→ **WORK ITEM**: Transcribe the data below verbatim from the line with "fn toggle_preview_mode(&mut self, enable: bool);" to the line with "fn update(&mut self);". Include both of those lines.

>>

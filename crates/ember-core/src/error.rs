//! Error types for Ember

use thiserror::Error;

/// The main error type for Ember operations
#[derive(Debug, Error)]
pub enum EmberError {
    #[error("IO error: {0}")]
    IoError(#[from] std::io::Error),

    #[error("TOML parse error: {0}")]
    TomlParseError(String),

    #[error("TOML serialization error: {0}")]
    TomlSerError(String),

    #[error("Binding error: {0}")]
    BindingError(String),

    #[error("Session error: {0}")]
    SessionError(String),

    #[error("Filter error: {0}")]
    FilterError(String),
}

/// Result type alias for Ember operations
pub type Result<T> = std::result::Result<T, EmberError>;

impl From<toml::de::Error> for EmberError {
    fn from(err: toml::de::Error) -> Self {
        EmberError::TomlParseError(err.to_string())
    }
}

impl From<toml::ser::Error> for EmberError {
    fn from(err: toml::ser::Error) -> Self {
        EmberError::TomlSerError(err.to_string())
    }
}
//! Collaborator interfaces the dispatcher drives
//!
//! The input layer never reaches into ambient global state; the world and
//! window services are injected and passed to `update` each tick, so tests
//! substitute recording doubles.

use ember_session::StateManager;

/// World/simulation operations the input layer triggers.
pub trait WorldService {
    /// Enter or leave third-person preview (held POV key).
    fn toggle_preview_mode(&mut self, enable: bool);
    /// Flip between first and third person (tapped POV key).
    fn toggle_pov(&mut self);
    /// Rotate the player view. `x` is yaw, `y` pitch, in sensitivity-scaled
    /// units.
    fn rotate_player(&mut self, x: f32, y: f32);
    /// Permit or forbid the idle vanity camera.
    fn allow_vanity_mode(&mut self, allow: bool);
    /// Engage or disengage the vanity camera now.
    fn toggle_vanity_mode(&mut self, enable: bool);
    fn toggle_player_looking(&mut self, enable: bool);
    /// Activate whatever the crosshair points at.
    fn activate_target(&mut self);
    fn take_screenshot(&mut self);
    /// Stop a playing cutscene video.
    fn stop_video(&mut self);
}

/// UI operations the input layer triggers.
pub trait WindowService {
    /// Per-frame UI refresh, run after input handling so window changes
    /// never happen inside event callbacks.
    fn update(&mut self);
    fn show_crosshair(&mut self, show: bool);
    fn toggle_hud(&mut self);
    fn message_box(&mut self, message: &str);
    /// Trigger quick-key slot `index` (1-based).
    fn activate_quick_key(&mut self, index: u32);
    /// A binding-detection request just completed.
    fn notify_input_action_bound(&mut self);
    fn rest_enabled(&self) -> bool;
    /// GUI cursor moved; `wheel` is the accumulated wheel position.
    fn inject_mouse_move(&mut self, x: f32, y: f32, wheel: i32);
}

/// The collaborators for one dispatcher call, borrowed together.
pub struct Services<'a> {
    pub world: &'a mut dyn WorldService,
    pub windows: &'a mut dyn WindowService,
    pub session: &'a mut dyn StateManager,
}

<<

→ **OUTPUT**:
    fn toggle_preview_mode(&mut self, enable: bool);
    /// Flip between first and third person (tapped POV key).
    fn toggle_pov(&mut self);
    /// Rotate the player view. `x` is yaw, `y` pitch, in sensitivity-scaled
    /// units.
    fn rotate_player(&mut self, x: f32, y: f32);
    /// Permit or forbid the idle vanity camera.
    fn allow_vanity_mode(&mut self, allow: bool);
    /// Engage or disengage the vanity camera now.
    fn toggle_vanity_mode(&mut self, enable: bool);
    fn toggle_player_looking(&mut self, enable: bool);
    /// Activate whatever the crosshair points at.
    fn activate_target(&mut self);
    fn take_screenshot(&mut self);
    /// Stop a playing cutscene video.
    fn stop_video(&mut self);
}

/// UI operations the input layer triggers.
pub trait WindowService {
    /// Per-frame UI refresh, run after input handling so window changes
    /// never happen inside event callbacks.
    fn update(&mut self);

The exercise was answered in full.